[Supplied records]
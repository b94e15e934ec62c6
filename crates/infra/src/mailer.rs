//! Outbound mail: how confirmation codes leave the system.
//!
//! Delivery is synchronous from the caller's point of view: a sign-up only
//! succeeds once `deliver` returned `Ok`.

use std::sync::Mutex;
use std::sync::atomic::{AtomicBool, Ordering};

use async_trait::async_trait;
use tracing::info;

/// A plain-text message to one recipient.
#[derive(Debug, Clone, PartialEq, Eq)]
pub struct MailMessage {
    pub to: String,
    pub subject: String,
    pub body: String,
}

#[derive(Debug, Clone, PartialEq, Eq, thiserror::Error)]
pub enum DeliveryError {
    /// The message could not be built (bad address, header).
    #[error("invalid message: {0}")]
    Message(String),
    /// The transport refused or failed to send.
    #[error("mail transport failed: {0}")]
    Transport(String),
}

/// Mail delivery boundary.
#[async_trait]
pub trait MailSink: Send + Sync {
    async fn deliver(&self, message: &MailMessage) -> Result<(), DeliveryError>;
}

// ─────────────────────────────────────────────────────────────────────────────
// Log sink
// ─────────────────────────────────────────────────────────────────────────────

/// Writes messages to the tracing log instead of sending them (development).
#[derive(Debug, Clone)]
pub struct LogMailer {
    from: String,
}

impl LogMailer {
    pub fn new(from: impl Into<String>) -> Self {
        Self { from: from.into() }
    }
}

#[async_trait]
impl MailSink for LogMailer {
    async fn deliver(&self, message: &MailMessage) -> Result<(), DeliveryError> {
        info!(
            from = %self.from,
            to = %message.to,
            subject = %message.subject,
            body = %message.body,
            "mail delivered to log"
        );
        Ok(())
    }
}

// ─────────────────────────────────────────────────────────────────────────────
// Recording sink
// ─────────────────────────────────────────────────────────────────────────────

/// Keeps every delivered message in memory; used by tests to read codes back.
#[derive(Debug, Default)]
pub struct RecordingMailer {
    outbox: Mutex<Vec<MailMessage>>,
    failing: AtomicBool,
}

impl RecordingMailer {
    pub fn new() -> Self {
        Self::default()
    }

    /// Make subsequent deliveries fail with a transport error.
    pub fn set_failing(&self, failing: bool) {
        self.failing.store(failing, Ordering::SeqCst);
    }

    pub fn messages(&self) -> Vec<MailMessage> {
        self.outbox.lock().map(|m| m.clone()).unwrap_or_default()
    }

    /// Most recent message sent to `to`.
    pub fn last_to(&self, to: &str) -> Option<MailMessage> {
        self.messages().into_iter().rev().find(|m| m.to == to)
    }
}

#[async_trait]
impl MailSink for RecordingMailer {
    async fn deliver(&self, message: &MailMessage) -> Result<(), DeliveryError> {
        if self.failing.load(Ordering::SeqCst) {
            return Err(DeliveryError::Transport("recording mailer set to fail".into()));
        }
        self.outbox
            .lock()
            .map_err(|_| DeliveryError::Transport("outbox lock poisoned".into()))?
            .push(message.clone());
        Ok(())
    }
}

// ─────────────────────────────────────────────────────────────────────────────
// SMTP sink
// ─────────────────────────────────────────────────────────────────────────────

/// SMTP relay settings.
#[derive(Debug, Clone)]
pub struct SmtpSettings {
    pub host: String,
    pub port: u16,
    pub username: Option<String>,
    pub password: Option<String>,
    pub from: String,
}

#[cfg(feature = "smtp")]
pub use smtp::SmtpMailer;

#[cfg(feature = "smtp")]
mod smtp {
    use async_trait::async_trait;
    use lettre::message::Mailbox;
    use lettre::transport::smtp::authentication::Credentials;
    use lettre::{AsyncSmtpTransport, AsyncTransport, Message, Tokio1Executor};
    use tracing::instrument;

    use super::{DeliveryError, MailMessage, MailSink, SmtpSettings};

    /// STARTTLS relay over lettre's tokio transport.
    pub struct SmtpMailer {
        from: Mailbox,
        transport: AsyncSmtpTransport<Tokio1Executor>,
    }

    impl SmtpMailer {
        pub fn new(settings: &SmtpSettings) -> Result<Self, DeliveryError> {
            let from: Mailbox = settings
                .from
                .parse()
                .map_err(|e: lettre::address::AddressError| DeliveryError::Message(e.to_string()))?;

            let mut builder = AsyncSmtpTransport::<Tokio1Executor>::starttls_relay(&settings.host)
                .map_err(|e| DeliveryError::Transport(e.to_string()))?
                .port(settings.port);
            if let (Some(user), Some(pass)) = (&settings.username, &settings.password) {
                builder = builder.credentials(Credentials::new(user.clone(), pass.clone()));
            }

            Ok(Self {
                from,
                transport: builder.build(),
            })
        }
    }

    #[async_trait]
    impl MailSink for SmtpMailer {
        #[instrument(skip(self, message), fields(to = %message.to), err)]
        async fn deliver(&self, message: &MailMessage) -> Result<(), DeliveryError> {
            let to: Mailbox = message
                .to
                .parse()
                .map_err(|e: lettre::address::AddressError| DeliveryError::Message(e.to_string()))?;

            let email = Message::builder()
                .from(self.from.clone())
                .to(to)
                .subject(message.subject.clone())
                .body(message.body.clone())
                .map_err(|e| DeliveryError::Message(e.to_string()))?;

            self.transport
                .send(email)
                .await
                .map_err(|e| DeliveryError::Transport(e.to_string()))?;
            Ok(())
        }
    }
}

/// Build the confirmation message for `to`.
pub fn confirmation_message(to: &str, code: &str) -> MailMessage {
    MailMessage {
        to: to.to_string(),
        subject: "Confirmation code".to_string(),
        body: format!("Your confirmation code: {code}"),
    }
}

#[cfg(test)]
mod tests {
    use super::*;

    #[tokio::test]
    async fn recording_mailer_keeps_messages_in_order() {
        let mailer = RecordingMailer::new();
        mailer.deliver(&confirmation_message("a@x.com", "one")).await.unwrap();
        mailer.deliver(&confirmation_message("b@x.com", "two")).await.unwrap();
        mailer.deliver(&confirmation_message("a@x.com", "three")).await.unwrap();

        assert_eq!(mailer.messages().len(), 3);
        let last = mailer.last_to("a@x.com").unwrap();
        assert!(last.body.ends_with("three"));
    }

    #[tokio::test]
    async fn failing_mailer_records_nothing() {
        let mailer = RecordingMailer::new();
        mailer.set_failing(true);

        let err = mailer.deliver(&confirmation_message("a@x.com", "x")).await.unwrap_err();
        assert!(matches!(err, DeliveryError::Transport(_)));
        assert!(mailer.messages().is_empty());
    }
}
[/Supplied records]
# [Task details]
Go through the records and show every line with the string "impl" in it.

# [Task response]
impl LogMailer {
    pub fn new(from: impl Into<String>) -> Self {
impl MailSink for LogMailer {
impl RecordingMailer {
impl MailSink for RecordingMailer {
    impl SmtpMailer {
    impl MailSink for SmtpMailer {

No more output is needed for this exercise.